Siempre había opciones en esa casa: ensalada de lechuga con una vinagreta sencilla, nopalitos fritos con mucho ajo y chile de árbol, tortitas de papa, chiles rellenos de queso, calabacitas capeadas... Pero el platillo estrella, el que me enloquecía, eran las enchiladas de San Luis. Mamá Telo se sentaba a vigilar que esas enchiladitas crujientes acumulándose sobre el platón de la cocina llegaran al comedor. Porque en cuanto saliera el platón, el sutil picor que anunciaba el color ladrillo de la masa y la anticipación de la primera explosión de queso, harían que todos corrieran a la mesa.

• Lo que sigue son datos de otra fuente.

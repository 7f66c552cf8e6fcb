//! Diffusive dispersal: a random walk whose step length scales with body
//! mass.

use super::kinematics::{displace, random_heading, Displacement};
use madingley_core::grid::ModelGrid;
use madingley_core::init::DispersalParameters;
use madingley_core::types::CellIndex;
use madingley_core::units::TimeStepUnit;
use rand::Rng;

#[derive(Debug, Clone)]
pub struct DiffusiveDispersal {
    speed_scalar: f64,
    speed_exponent: f64,
    months_per_step: f64,
}

impl DiffusiveDispersal {
    pub fn new(params: &DispersalParameters, time_step_unit: TimeStepUnit) -> Self {
        Self {
            speed_scalar: params.speed_body_mass_scalar,
            speed_exponent: params.speed_body_mass_exponent,
            months_per_step: time_step_unit.in_months(),
        }
    }

    /// Dispersal speed for an individual of this mass (km/month).
    pub fn speed(&self, body_mass: f64) -> f64 {
        if body_mass <= 0.0 {
            return 0.0;
        }
        self.speed_scalar * body_mass.powf(self.speed_exponent)
    }

    /// Distance covered in one model time step (km).
    pub fn step_distance(&self, body_mass: f64) -> f64 {
        self.speed(body_mass) * self.months_per_step
    }

    /// Move a cohort of this body mass in a random direction.
    pub fn disperse<R: Rng + ?Sized>(
        &self,
        grid: &dyn ModelGrid,
        origin: CellIndex,
        body_mass: f64,
        rng: &mut R,
    ) -> Option<Displacement> {
        let distance = self.step_distance(body_mass);
        if distance <= 0.0 {
            return None;
        }
        let heading = random_heading(rng);
        displace(grid, origin, distance * heading.sin(), distance * heading.cos(), rng)
    }
}

#[cfg(test)]
mod tests {
    use super::*;

    #[test]
    fn speed_follows_power_law() {
        let d = DiffusiveDispersal::new(&DispersalParameters::default(), TimeStepUnit::Month);
        assert!((d.speed(1.0) - 0.0278).abs() < 1e-12);
        let expected = 0.0278 * 1000f64.powf(0.48);
        assert!((d.speed(1000.0) - expected).abs() < 1e-9);
        assert_eq!(d.speed(0.0), 0.0);
    }

    #[test]
    fn yearly_steps_cover_twelve_months() {
        let params = DispersalParameters::default();
        let monthly = DiffusiveDispersal::new(&params, TimeStepUnit::Month);
        let yearly = DiffusiveDispersal::new(&params, TimeStepUnit::Year);
        let ratio = yearly.step_distance(500.0) / monthly.step_distance(500.0);
        assert!((ratio - 12.0).abs() < 1e-9);
    }
}
//! Madingley Runtime Prelude: convenient imports for common usage.
//!
//! ```rust
//! use madingley_runtime::prelude::*;
//! ```

// Re-export the model loop
pub use crate::model::{MadingleyModel, TimeStepReport};

// Re-export configuration
pub use crate::config::{GridConfig, ModelConfig, OceanCurrents, RealmLayout, SeedingConfig};

// Re-export the grid
pub use crate::grid_impl::CellGrid;

// Re-export the coordinator and its parts
pub use crate::apply::CrossCellApplier;
pub use crate::dispersal::{BasicDispersal, DispersalCounts, DispersalMode, DispersalTrigger, BASIC_DISPERSAL};
pub use crate::ecology::{EcologyCrossGridCell, FormulationRegistry};
pub use crate::tracker::{CellFlow, CrossCellProcessTracker};

// Re-export seeding, metrics, and sessions
pub use crate::metrics::{GridStats, RealmStats};
pub use crate::seeding::{seed_grid, SeedSummary};
pub use crate::session::{load_snapshot, save_snapshot, GridSnapshot, SnapshotMetadata};

// Re-export from core
pub use madingley_core::prelude::*;
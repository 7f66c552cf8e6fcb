//! Error types for Madingley operations.
//!
//! Provides structured error handling instead of panics.

use crate::types::CellIndex;
use thiserror::Error;

/// Result type for Madingley operations.
pub type Result<T> = std::result::Result<T, MadingleyError>;

/// Errors that can occur while running cross-grid-cell ecology.
#[derive(Debug, Error)]
pub enum MadingleyError {
    /// `run`/`update` was called before `initialize`.
    #[error("cross-grid-cell ecology has not been initialized")]
    NotInitialized,

    /// No formulation is registered under this name.
    #[error("unknown cross-grid-cell formulation: {0}")]
    UnknownFormulation(String),

    /// A formulation with this name is already registered.
    #[error("formulation already registered: {0}")]
    DuplicateFormulation(String),

    /// The cell index lies outside the grid.
    #[error("cell {cell} is outside the grid")]
    CellOutOfBounds { cell: CellIndex },

    /// A staged cross-cell effect refers to a cohort that no longer exists.
    #[error("cohort {index} of functional group {functional_group} not found in cell {cell}")]
    CohortNotFound {
        cell: CellIndex,
        functional_group: usize,
        index: usize,
    },

    /// A functional group index is outside the definitions table.
    #[error("unknown functional group index: {0}")]
    UnknownFunctionalGroup(usize),

    /// A configuration value is invalid.
    #[error("invalid value for {field}: {reason}")]
    InvalidConfig { field: String, reason: String },

    /// I/O errors (wrapped).
    #[error("I/O error: {0}")]
    Io(#[from] std::io::Error),

    /// Serialization errors.
    #[error("serialization error: {0}")]
    Serialization(#[from] serde_json::Error),
}

// Convenience constructors
impl MadingleyError {
    pub fn unknown_formulation(name: impl Into<String>) -> Self {
        MadingleyError::UnknownFormulation(name.into())
    }

    pub fn invalid_config(field: impl Into<String>, reason: impl Into<String>) -> Self {
        MadingleyError::InvalidConfig {
            field: field.into(),
            reason: reason.into(),
        }
    }

    pub fn cohort_not_found(cell: CellIndex, functional_group: usize, index: usize) -> Self {
        MadingleyError::CohortNotFound {
            cell,
            functional_group,
            index,
        }
    }
}

#[cfg(test)]
mod tests {
    use super::*;

    #[test]
    fn messages_name_the_offending_value() {
        let err = MadingleyError::unknown_formulation("Fancy dispersal");
        assert_eq!(
            err.to_string(),
            "unknown cross-grid-cell formulation: Fancy dispersal"
        );

        let err = MadingleyError::cohort_not_found(CellIndex::new(1, 2), 3, 4);
        assert!(err.to_string().contains("(1, 2)"));
    }
}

Tardé en dar con mi propia identidad después de que el péndulo oscilara entre los dos extremos familiares. Reencontré recetas que me devolvieron a la infancia, descubrí notas y comentarios de mi mamá y de mis abuelas en los recetarios rescatados. Y empecé a construir el entramado de la que sería yo como miembro de estas dos familias, cuál sería mi identidad, mis platillos, mis gustos, mi mesa. Al final, creo que entendí que el amor no tenía que ser excluyente, se pueden entretejer las distintas tradiciones, se pueden entrelazar incluso cuando no se puedan mezclar, y al final eso fue lo determinante para aceptar mi identidad entretejida por esas dos familias que ya se pierden en la niebla del pasado pero que perduraron en la comida. En mi mesa no habría pellizcos pero sí atención a cómo se ponen los cubiertos. No calificaría de Waschlappen a nadie por no probar la col agria pero sí terminaría horneando repostería alemana. Y serviría a mis invitados enchiladas potosinas, nopales y Strudel con servilletas de tela sin planchar.